**Work required:**
For each line of the listing below that contains the string "unwrap", copy the line.

**Given information:**
------------------------------------
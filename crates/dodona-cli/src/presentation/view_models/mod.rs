pub mod common;
pub mod profile;
pub mod region;
pub mod result;
pub mod screen;
pub mod summary;
pub mod system;
pub mod vowel;

use std::fmt;

pub use common::{
    BarViewModel, DisplayOptions, Guidance, ShareViewModel, StatViewModel, StatusBadge,
    StatusLevel, ViewMode,
};
pub use profile::ProfileViewModel;
pub use region::{
    CertaintyViewModel, RegionDetailViewModel, RegionListViewModel, RegionRowViewModel,
    RegionVisual,
};
pub use result::CommandResultViewModel;
pub use screen::{
    DashboardScreenViewModel, FooterViewModel, LandmarkViewModel, MapDistrictViewModel,
    MapTabViewModel, StatusBarViewModel, TabContentViewModel, TabsViewModel, TooltipRowViewModel,
    TooltipViewModel, VowelsTabViewModel,
};
pub use summary::SummaryViewModel;
pub use system::{
    ConfigInitOutcome, ConfigInitViewModel, ConfigPathViewModel, ConfigViewModel,
    ValidationIssueViewModel, ValidationViewModel,
};
pub use vowel::{
    InscriptionFilterSummary, InscriptionRowViewModel, InscriptionTableViewModel,
    OrthographyRowViewModel, TheoryViewModel, VowelCategoryViewModel, VowelReportViewModel,
};

/// Bridge from a ViewModel to the text view that lays it out.
pub trait CreateView {
    fn create_view<'a>(&'a self, options: DisplayOptions) -> Box<dyn fmt::Display + 'a>;
}
//! Dashboard renderer
//!
//! Owns the `Dashboard` (the only writer of the selection state) and runs
//! the terminal event loop:
//! - every draw rebuilds the screen ViewModel for the active tab
//! - key and mouse events are applied synchronously before the next draw
//! - the terminal is restored on exit and on Ctrl-C

use std::io;
use std::time::Duration;

use anyhow::Result;
use chrono::Datelike;
use crossterm::{
    event::{
        self, DisableMouseCapture, EnableMouseCapture, Event, KeyCode, KeyEvent, KeyEventKind,
        KeyModifiers, MouseButton, MouseEvent, MouseEventKind,
    },
    execute,
    terminal::{EnterAlternateScreen, LeaveAlternateScreen, disable_raw_mode, enable_raw_mode},
};
use dodona_engine::district_at;
use dodona_runtime::Dashboard;
use dodona_types::{RegionId, Tab};
use ratatui::{Frame, Terminal, backend::CrosstermBackend, layout::Rect};
use tracing::info;

use crate::presentation::presenters::{chart_len, present_screen};
use crate::presentation::view_models::DashboardScreenViewModel;
use crate::presentation::views::tui::map::{map_inner, map_point, map_tab_layout};
use crate::presentation::views::tui::{DashboardScreenView, screen_layout};

pub struct TuiRenderer {
    dashboard: Dashboard,

    /// UI State: position in the active tab's charts
    chart_cursor: usize,

    /// UI State: terminal area of the last draw, for mouse hit-testing
    last_area: Rect,

    mouse: bool,
    year: i32,
    should_quit: bool,
}

impl TuiRenderer {
    pub fn new(dashboard: Dashboard, mouse: bool) -> Self {
        Self {
            dashboard,
            chart_cursor: 0,
            last_area: Rect::default(),
            mouse,
            year: chrono::Local::now().year(),
            should_quit: false,
        }
    }

    pub fn run(mut self) -> Result<()> {
        let mouse = self.mouse;
        ctrlc::set_handler(move || {
            let _ = restore_terminal(mouse);
            std::process::exit(130);
        })?;

        enable_raw_mode()?;
        let mut stdout = io::stdout();
        execute!(stdout, EnterAlternateScreen)?;
        if self.mouse {
            execute!(stdout, EnableMouseCapture)?;
        }
        let backend = CrosstermBackend::new(stdout);
        let mut terminal = Terminal::new(backend)?;
        info!(tab = %self.dashboard.active_tab(), "dashboard started");

        let result = self.event_loop(&mut terminal);

        restore_terminal(self.mouse)?;
        terminal.show_cursor()?;
        info!("dashboard closed");

        result
    }

    fn event_loop(&mut self, terminal: &mut Terminal<CrosstermBackend<io::Stdout>>) -> Result<()> {
        while !self.should_quit {
            terminal.draw(|f| self.render(f))?;

            if event::poll(Duration::from_millis(250))? {
                match event::read()? {
                    Event::Key(key) => self.handle_key_event(key),
                    Event::Mouse(mouse) if self.mouse => self.handle_mouse_event(mouse),
                    _ => {}
                }
            }
        }
        Ok(())
    }

    pub fn screen(&self) -> DashboardScreenViewModel {
        present_screen(
            self.dashboard.data(),
            self.dashboard.state(),
            &self.dashboard.views(),
            self.chart_cursor,
            self.year,
        )
    }

    fn render(&mut self, f: &mut Frame) {
        self.last_area = f.area();
        let screen = self.screen();
        f.render_widget(DashboardScreenView::new(&screen), f.area());
    }

    fn switch_tab(&mut self, changed: bool) {
        if changed {
            self.chart_cursor = 0;
        }
    }

    fn move_cursor(&mut self, forward: bool) {
        if self.dashboard.active_tab() == Tab::Map {
            if forward {
                self.dashboard.hover_next();
            } else {
                self.dashboard.hover_previous();
            }
            return;
        }

        let len = chart_len(self.dashboard.data(), self.dashboard.active_tab());
        if len == 0 {
            return;
        }
        self.chart_cursor = if forward {
            (self.chart_cursor + 1) % len
        } else {
            (self.chart_cursor + len - 1) % len
        };
    }

    fn handle_key_event(&mut self, key: KeyEvent) {
        if key.kind != KeyEventKind::Press {
            return;
        }

        match key.code {
            KeyCode::Char('c') if key.modifiers.contains(KeyModifiers::CONTROL) => {
                self.should_quit = true;
            }
            KeyCode::Char('q') => self.should_quit = true,
            KeyCode::Char(c @ '1'..='3') => {
                let index = (c as usize) - ('1' as usize);
                let changed = self.dashboard.set_active_tab(Tab::ALL[index]);
                self.switch_tab(changed);
            }
            KeyCode::Tab => {
                let changed = self.dashboard.next_tab();
                self.switch_tab(changed);
            }
            KeyCode::BackTab => {
                let changed = self.dashboard.previous_tab();
                self.switch_tab(changed);
            }
            KeyCode::Right | KeyCode::Char('l') => self.move_cursor(true),
            KeyCode::Left | KeyCode::Char('h') => self.move_cursor(false),
            KeyCode::Enter | KeyCode::Char(' ') => {
                self.dashboard.toggle_hovered_region();
            }
            KeyCode::Esc => self.dashboard.set_hovered_region(None),
            _ => {}
        }
    }

    /// District under a terminal cell, when the map is on screen. Cells off
    /// the map canvas have no district.
    fn district_under(&self, column: u16, row: u16) -> Option<Option<RegionId>> {
        if self.dashboard.active_tab() != Tab::Map {
            return None;
        }
        let content = screen_layout(self.last_area).content;
        let inner = map_inner(map_tab_layout(content).map);
        Some(
            map_point(inner, column, row)
                .and_then(|point| district_at(&self.dashboard.data().districts, point)),
        )
    }

    fn handle_mouse_event(&mut self, mouse: MouseEvent) {
        let Some(district) = self.district_under(mouse.column, mouse.row) else {
            return;
        };

        match mouse.kind {
            MouseEventKind::Moved => self.dashboard.set_hovered_region(district),
            MouseEventKind::Down(MouseButton::Left) => {
                if let Some(id) = district {
                    self.dashboard.toggle_selected_region(id);
                }
            }
            _ => {}
        }
    }
}

fn restore_terminal(mouse: bool) -> Result<()> {
    disable_raw_mode()?;
    let mut stdout = io::stdout();
    if mouse {
        execute!(stdout, DisableMouseCapture)?;
    }
    execute!(stdout, LeaveAlternateScreen)?;
    Ok(())
}

#[cfg(test)]
mod tests {
    use super::*;
    use crossterm::event::KeyEventState;
    use dodona_core::dataset;
    use ratatui::{backend::TestBackend, buffer::Buffer};

    fn renderer(tab: Tab) -> TuiRenderer {
        TuiRenderer::new(Dashboard::new(dataset(), tab), true)
    }

    fn press(renderer: &mut TuiRenderer, code: KeyCode) {
        renderer.handle_key_event(KeyEvent {
            code,
            modifiers: KeyModifiers::NONE,
            kind: KeyEventKind::Press,
            state: KeyEventState::NONE,
        });
    }

    fn draw(renderer: &mut TuiRenderer) -> String {
        let mut terminal = Terminal::new(TestBackend::new(140, 44)).unwrap();
        terminal.draw(|f| renderer.render(f)).unwrap();
        buffer_text(terminal.backend().buffer())
    }

    fn buffer_text(buf: &Buffer) -> String {
        let width = buf.area.width as usize;
        buf.content()
            .chunks(width)
            .map(|row| row.iter().map(|c| c.symbol()).collect::<String>())
            .collect::<Vec<_>>()
            .join("\n")
    }

    /// Terminal cell over a map point, using the last drawn layout.
    fn cell_over(renderer: &TuiRenderer, x: f64, y: f64) -> (u16, u16) {
        let content = screen_layout(renderer.last_area).content;
        let inner = map_inner(map_tab_layout(content).map);
        let column = inner.x + ((x - 10.0) / 320.0 * f64::from(inner.width)) as u16;
        let row = inner.y + ((y - 5.0) / 225.0 * f64::from(inner.height)) as u16;
        (column, row)
    }

    #[test]
    fn test_map_tab_draws_districts_and_note() {
        let mut r = renderer(Tab::Map);
        let out = draw(&mut r);
        assert!(out.contains("Pelasgiótide (11)"));
        assert!(out.contains("no data"));
        assert!(out.contains("n = 57 without region"));
        assert!(out.contains("Olympus"));
    }

    #[test]
    fn test_number_keys_switch_tabs_and_reset_cursor() {
        let mut r = renderer(Tab::Profile);
        press(&mut r, KeyCode::Right);
        assert_eq!(r.chart_cursor, 1);

        press(&mut r, KeyCode::Char('3'));
        assert_eq!(r.dashboard.active_tab(), Tab::Vowels);
        assert_eq!(r.chart_cursor, 0);

        let out = draw(&mut r);
        assert!(out.contains("Category 1"));
        assert!(out.contains("Inscriptions (19)"));
    }

    #[test]
    fn test_chart_cursor_wraps_backwards() {
        let mut r = renderer(Tab::Vowels);
        press(&mut r, KeyCode::Left);
        assert_eq!(r.chart_cursor, 2);
        press(&mut r, KeyCode::Char('l'));
        assert_eq!(r.chart_cursor, 0);
    }

    #[test]
    fn test_keyboard_hover_and_select() {
        let mut r = renderer(Tab::Map);
        press(&mut r, KeyCode::Right);
        assert_eq!(r.dashboard.state().hovered, Some(RegionId::Histiaiotis));

        press(&mut r, KeyCode::Enter);
        assert_eq!(r.dashboard.state().selected, Some(RegionId::Histiaiotis));

        press(&mut r, KeyCode::Esc);
        assert_eq!(r.dashboard.state().hovered, None);
        assert_eq!(r.dashboard.state().selected, Some(RegionId::Histiaiotis));

        let out = draw(&mut r);
        assert!(out.contains("Histiótide (Histiaiotis) · Trikala"));
    }

    #[test]
    fn test_mouse_hover_and_click_on_map() {
        let mut r = renderer(Tab::Map);
        draw(&mut r);
        let (column, row) = cell_over(&r, 230.0, 75.0);

        r.handle_mouse_event(MouseEvent {
            kind: MouseEventKind::Moved,
            column,
            row,
            modifiers: KeyModifiers::NONE,
        });
        assert_eq!(r.dashboard.state().hovered, Some(RegionId::Pelasgiotis));

        r.handle_mouse_event(MouseEvent {
            kind: MouseEventKind::Down(MouseButton::Left),
            column,
            row,
            modifiers: KeyModifiers::NONE,
        });
        assert_eq!(r.dashboard.state().selected, Some(RegionId::Pelasgiotis));
    }

    #[test]
    fn test_pointer_leaving_map_clears_hover() {
        let mut r = renderer(Tab::Map);
        draw(&mut r);
        let (column, row) = cell_over(&r, 230.0, 75.0);

        r.handle_mouse_event(MouseEvent {
            kind: MouseEventKind::Moved,
            column,
            row,
            modifiers: KeyModifiers::NONE,
        });
        assert_eq!(r.dashboard.state().hovered, Some(RegionId::Pelasgiotis));

        // Bottom-right cell belongs to the footer, outside the canvas
        r.handle_mouse_event(MouseEvent {
            kind: MouseEventKind::Moved,
            column: 139,
            row: 43,
            modifiers: KeyModifiers::NONE,
        });
        assert_eq!(r.dashboard.state().hovered, None);

        r.handle_mouse_event(MouseEvent {
            kind: MouseEventKind::Down(MouseButton::Left),
            column: 139,
            row: 43,
            modifiers: KeyModifiers::NONE,
        });
        assert_eq!(r.dashboard.state().selected, None);
    }

    #[test]
    fn test_click_on_data_less_district_is_ignored() {
        let mut r = renderer(Tab::Map);
        draw(&mut r);
        let (column, row) = cell_over(&r, 210.0, 162.0);

        r.handle_mouse_event(MouseEvent {
            kind: MouseEventKind::Down(MouseButton::Left),
            column,
            row,
            modifiers: KeyModifiers::NONE,
        });
        assert_eq!(r.dashboard.state().selected, None);
    }

    #[test]
    fn test_q_quits() {
        let mut r = renderer(Tab::Map);
        press(&mut r, KeyCode::Char('q'));
        assert!(r.should_quit);
    }
}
------------------------------------
**Response below:**
        let mut terminal = Terminal::new(TestBackend::new(140, 44)).unwrap();
        terminal.draw(|f| renderer.render(f)).unwrap();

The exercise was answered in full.